As competition grows the stakes are high in the Paradise Valley luxury resort game

Omni Scottsdale Resort & Spa at Montelucia General Manager Frank Ashmore has taken the reins at luxury resort community. (Independent Newsmedia/Terrance Thornton)

Omni Scottsdale Resort & Spa at Montelucia General Manager Frank Ashmore has taken the reins at the luxury resort community. (Independent Newsmedia/Terrance Thornton)

In the luxury resort business, if you aren’t evolving — you’re dying.

That mantra of innovation fuels the efforts of local hoteliers in places like Paradise Valley and Scottsdale to create fresh, energetic and one-of-a-kind experiences meant exclusively for each individual patron.

Beyond amenities and services provided, local luxury hoteliers have to mold the surroundings — primarily the structures of the resort campus and the landscape of the site — into a specific vision of indulgence.

But with those visions of champagne flutes and Tar-Tar creations comes a methodical business plan led by oftentimes a small group of people dedicated to quality construction, service and experiences. The nature of the business forces local hoteliers to gamble on new ideas while paying homage to established business practices that have worked in years past.

But the local tourism market itself paints a strong picture of opportunity.

In 2015, Scottsdale and Paradise Valley’s year-over-year growth improved with occupancy up 1.5 percent to 67.7 percent, and the average daily rate was up 8.9 percent to $185.33, according to Scottsdale Convention and Visitors Bureau Community Affairs Manager Stephanie Pressler.

“In 2016, we anticipate occupancy to remain fairly flat with average daily rate experiencing modest increases,” she said in a Jan. 26 written responses to e-mailed questions.

The Town of Paradise Valley, on the border of Scottsdale and Phoenix, is experiencing a resort renaissance of sorts bringing three new operators on board to the already esteemed gallery of resort offerings. They are:

  • A re-envisioned Mountain Shadows Golf Resort;
  • The transformation of Scottsdale Cottonwoods Suites into The Andaz;
  • The Ritz-Carlton resort community.

“News continues to come in that Scottsdale area resorts and hotels are undertaking or wrapping up multimillion dollar projects, and we’re thrilled to see that Scottsdale’s already impressive hospitality offerings will only continue to improve,” Ms. Pressler said. “With more than 70 hotels and resorts in the greater Scottsdale area, visitors will have more options than ever to choose from.”

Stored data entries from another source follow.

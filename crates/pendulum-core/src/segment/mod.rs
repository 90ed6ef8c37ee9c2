pub mod config;
pub mod edges;
pub mod hough;

pub use config::{EdgeParams, HoughParams, SegmentationConfig, SegmentationMode};
pub use hough::{best_circle, circles_mask, hough_circles, Circle};

use ndarray::Array2;
use tracing::trace;

use crate::color::{in_range_mask, HsvRange};
use crate::filters::gaussian_blur::gaussian_blur;
use crate::frame::{Frame, Mask};

/// Turns frames into masks of candidate bob pixels.
///
/// Fixed parameters (kernel size, edge and circle settings) are set at
/// construction; the HSV window is passed per call because it may change
/// between frames.
#[derive(Clone, Debug, Default)]
pub struct Segmenter {
    config: SegmentationConfig,
}

impl Segmenter {
    pub fn new(config: SegmentationConfig) -> Self {
        Self { config }
    }

    pub fn config(&self) -> &SegmentationConfig {
        &self.config
    }

    pub fn segment(&self, frame: &Frame, mode: SegmentationMode, hsv: &HsvRange) -> Mask {
        match mode {
            SegmentationMode::ColorThreshold => in_range_mask(frame, hsv),
            SegmentationMode::EdgeDetect => {
                let blurred = self.blurred_gray(frame);
                edges::canny(
                    &blurred,
                    self.config.edge.low_threshold,
                    self.config.edge.high_threshold,
                )
            }
            SegmentationMode::CircleDetect { best_only } => {
                let blurred = self.blurred_gray(frame);
                let circles = hough_circles(&blurred, &self.config.hough);
                trace!(count = circles.len(), "Circle transform");
                let (h, w) = blurred.dim();
                if best_only {
                    circles_mask(h, w, best_circle(&circles))
                } else {
                    circles_mask(h, w, &circles)
                }
            }
        }
    }

    fn blurred_gray(&self, frame: &Frame) -> Array2<f32> {
        gaussian_blur(&frame.luminance(), self.config.blur_kernel_size)
    }
}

Ms. Pressler points out new properties are likely to glean the attention of the elusive and affluent millennial traveler.

“Our new properties coming online, Andaz Scottsdale and the hotel at Mountain Shadows, will be unique, boutique hotels that cater to younger travelers,” she said. “We often hear that Millennial travelers look for authenticity, and the Andaz will play into that as it ties Scottsdale’s rich arts history into its theme.”

New kid on the block

Omni Scottsdale Resort & Spa at Montelucia General Manager Frank Ashmore says the competitive nature of the luxury resort market is what gives him fuel for the day.

“We are not a traditional tower hotel — this is an estate,” he said of the 40-acre grounds that makes up the 293 guest rooms and 43 suites at Montelucia. “It was never meant to be another resort I don’t know of too many other properties that have a residential component. But what really makes this place unique is lifestyle.”

Omni Scottsdale Resort & Spa at Montelucia, 4949 E. Lincoln Drive, boasts two restaurants, three pools, a full-service fitness center and spa and opened its doors Nov. 14, 2008 in the Town of Paradise Valley.

Mr. Ashmore contends while having full-time residents at Montelucia brings a new level of management it does not diminish the experience of resort guests.

“I don’t think it changes how we manage the property,” he said. “You always keep your residents at the forefront of your mind. They want their experience to match the lifestyle that they love.”

And that lifestyle has some common themes known to those who live them, Mr. Ashmore says.

“Everyone in the market wants to be everything to everyone,” he said. “We are more known for the place where adults can get away. We have a world class salon; we try to elevate the adult experience.”

With great competition comes great opportunity, Mr. Ashmore contends.

“We have all been in the Valley for more then 20 years — Montelucia is going got be here as an Omni resort for the next 50 years,” he said. “We had a record year in 2015: The highest levels of occupancy, average daily rate and revenue since the hotel has been opened.”

The Scottsdale and Paradise Valley luxury resort market has room to grow, Mr. Ashmore says.

“It becomes more competitive but the occupancy is there,” he said of new resort offerings coming online.

“The word on the street is positive. Not only are these hotels coming online, there also is an opportunity for people to have a Paradise Valley address. I don’t think anything keeps me up. We innovate a lot faster with local control than other resorts because we are one in the same. We own and operate this building. More competition doesn’t necessarily keep me up at night but it does keep me on my toes.”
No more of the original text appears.